Chemical selectivity in structure determination by the time dependent analysis of in situ XRPD data: a clear view of Xe thermal behavior inside a MFI zeolite.

ABSTRACT

X-ray diffraction methods in general provide a representation of the average structure, thus allowing only limited chemical selectivity. As recently shown [D. Chernyshov, et al., Acta Crystallogr., Sect. A Found. Crystallogr., 2011, 67, 327], some structural information on a subset of atoms can be obtained using the modulation enhanced diffraction (MED), thus providing a new tool that is able to enhance selectivity in diffraction. MED uses a periodic stimulus supplied in situ on a crystal while diffraction data are collected continuously during one or more stimulation periods. Such large data sets can then be treated by different methods. Herein, we present and compare phase sensitive detection (PSD) and principal component analysis (PCA) for in situ X-ray powder diffraction (XRPD) data treatment. The application of PCA to MED data is described for the first time in the present paper.
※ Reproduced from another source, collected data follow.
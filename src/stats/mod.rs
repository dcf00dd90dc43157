//! Per-segment statistics over the stitched segmentation.
//!
//! The segmentation and the image are read block by block, each block is
//! reduced to a per-segment partial, and the partials are merged into the
//! result columns, which are written back into the segmentation's attribute
//! table. A segment's row is computed and its state dropped as soon as the
//! blocks read so far hold all of its pixels.
//!
//! With read workers configured the stages run concurrently:
//!
//! ```text
//! work queue ──▶ readers ──▶ read buffer ──▶ compute ──▶ compute buffer ──▶ merge
//! ```
//!
//! Every buffer insert and pop is then bounded by a timeout from the
//! [`ConcurrencyStyle`]; exceeding one fails the whole task. With zero read
//! workers the blocks are read and reduced one after another on a single
//! blocking task, and no timeouts apply.

mod accumulate;
mod engine;
mod gdal_backend;

pub use engine::TiledStatsEngine;
pub use gdal_backend::GdalStatsBackend;

use crate::callbacks::SpatialStatFn;
use crate::config::ConcurrencyStyle;
use crate::error::Result;
use crate::raster::ClosedRaster;
use crate::state::{AggregateStatsTask, ColumnType, SpatialStatsTask};
use async_trait::async_trait;
use std::path::Path;

/// Computes per-segment statistics and stores them on the segmentation.
///
/// Both operations take a [`ClosedRaster`], so they can only run once the
/// open output handle has been released.
#[async_trait]
pub trait StatisticsEngine: Send + Sync {
    /// Aggregate statistics of `task.image` per segment, one column per
    /// selection entry.
    async fn per_segment_stats(
        &self,
        task: &AggregateStatsTask,
        segments: &ClosedRaster,
        style: &ConcurrencyStyle,
    ) -> Result<StatsReport>;

    /// Values of `func` over each segment's pixels, one column per declared
    /// output column.
    async fn per_segment_spatial_stats(
        &self,
        task: &SpatialStatsTask,
        segments: &ClosedRaster,
        func: SpatialStatFn,
        style: &ConcurrencyStyle,
    ) -> Result<StatsReport>;
}

/// What a statistics task wrote.
#[derive(Debug, Clone, Default, PartialEq, Eq)]
pub struct StatsReport {
    /// Segments with at least one counted pixel
    pub segments: usize,
    /// Names of the columns written
    pub columns: Vec<String>,
    /// Blocks read
    pub blocks: usize,
}

/// A rectangular window of the raster.
#[derive(Debug, Clone, Copy, PartialEq, Eq)]
pub struct Block {
    pub xoff: usize,
    pub yoff: usize,
    pub width: usize,
    pub height: usize,
}

impl Block {
    pub fn pixel_count(&self) -> usize {
        self.width * self.height
    }
}

/// Blocks of at most `block_size` x `block_size` pixels covering the raster,
/// in row-major order.
pub fn block_grid(width: usize, height: usize, block_size: usize) -> Vec<Block> {
    let size = block_size.max(1);
    let mut blocks = Vec::with_capacity(width.div_ceil(size) * height.div_ceil(size));
    for yoff in (0..height).step_by(size) {
        for xoff in (0..width).step_by(size) {
            blocks.push(Block {
                xoff,
                yoff,
                width: size.min(width - xoff),
                height: size.min(height - yoff),
            });
        }
    }
    blocks
}

/// Segment ids and image values of one block, row-major.
#[derive(Debug, Clone)]
pub struct BlockData {
    pub block: Block,
    pub segments: Vec<u64>,
    pub values: Vec<f64>,
    /// Image no-data value
    pub nodata: Option<f64>,
}

impl BlockData {
    /// Full-raster (x, y) of the pixel at `index` within the block.
    pub fn coords(&self, index: usize) -> (i64, i64) {
        let x = self.block.xoff + index % self.block.width;
        let y = self.block.yoff + index / self.block.width;
        (x as i64, y as i64)
    }

    /// True if `value` is the image no-data value.
    pub fn is_nodata(&self, value: f64) -> bool {
        match self.nodata {
            Some(nd) if nd.is_nan() => value.is_nan(),
            Some(nd) => value == nd,
            None => false,
        }
    }
}

/// One result column, indexed by segment id.
#[derive(Debug, Clone, PartialEq)]
pub struct OutputColumn {
    pub name: String,
    pub kind: ColumnType,
    pub values: Vec<f64>,
}

/// Reads aligned segment and image blocks. Blocking.
pub trait BlockReader: Send {
    fn read_block(&mut self, block: Block) -> Result<BlockData>;
}

/// Raster access used by [`TiledStatsEngine`]. All methods are blocking.
pub trait StatsBackend: Send + Sync + 'static {
    /// (width, height) of the segmentation.
    fn segment_dimensions(&self, segments: &Path) -> Result<(usize, usize)>;

    /// Pixels per segment id from the segmentation's histogram, or `None` if
    /// it has none.
    fn pixel_counts(&self, segments: &Path) -> Result<Option<Vec<u64>>>;

    /// Reader over the segmentation and band `band` of `image`.
    fn open_reader(&self, segments: &Path, image: &str, band: usize) -> Result<Box<dyn BlockReader>>;

    /// Store `columns` in the segmentation's attribute table.
    fn write_columns(&self, segments: &Path, columns: &[OutputColumn]) -> Result<()>;
}

#[cfg(test)]
mod tests {
    use super::*;

    #[test]
    fn test_block_grid_covers_raster() {
        let blocks = block_grid(10, 7, 4);
        assert_eq!(blocks.len(), 6);
        assert_eq!(blocks[0], Block { xoff: 0, yoff: 0, width: 4, height: 4 });
        assert_eq!(blocks[2], Block { xoff: 8, yoff: 0, width: 2, height: 4 });
        assert_eq!(blocks[5], Block { xoff: 8, yoff: 4, width: 2, height: 3 });

        let total: usize = blocks.iter().map(Block::pixel_count).sum();
        assert_eq!(total, 70);
    }

    #[test]
    fn test_block_grid_empty() {
        assert!(block_grid(0, 10, 4).is_empty());
    }

    #[test]
    fn test_block_coords_and_nodata() {
        let data = BlockData {
            block: Block { xoff: 8, yoff: 4, width: 2, height: 3 },
            segments: vec![1; 6],
            values: vec![0.0; 6],
            nodata: Some(f64::NAN),
        };
        assert_eq!(data.coords(0), (8, 4));
        assert_eq!(data.coords(3), (9, 5));
        assert!(data.is_nodata(f64::NAN));
        assert!(!data.is_nodata(0.0));
    }
}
Simulated and experimental MED powder data were produced using an MFI zeolite as a static spectator in which Xe, acting as the active species, is adsorbed and desorbed in a periodic manner. By demodulating the simulated and experimental data, MED allowed the powder diffraction pattern of the responding scattering density to be obtained and enabled the selective extraction of crystallographic information on Xe by solving the crystal structure of the active species independently of the static zeolite framework. The "real world" experiments indicated that the PSD-MED approach has some limitations related to the degree of fulfilment of some theoretical assumptions. When applied to in situ XRPD data, PCA, despite being based on blind statistical analysis, gave results similar to those obtained by PSD (based on Fourier analysis) for simulated data. Moreover, PCA is complementary to PSD thanks to its capability of gathering information on the Xe substructure even in the presence of a non-periodic stimulus, i.e. using the most simple stimulus shape as a single temperature ramp. In particular, PC1 results are able to perfectly reproduce the corresponding 1Ω signal from a traditional PSD analysis. Moreover PCA can be applied directly to raw non periodic XRPD data, opening the possibility of using it during an "in situ" experiment. PCA can thus be envisaged as a very useful, fast and efficient tool to improve data collection and maximize data quality. To date, however, PSD remains superior for substructure solution from the analysis of 2Ω demodulated data.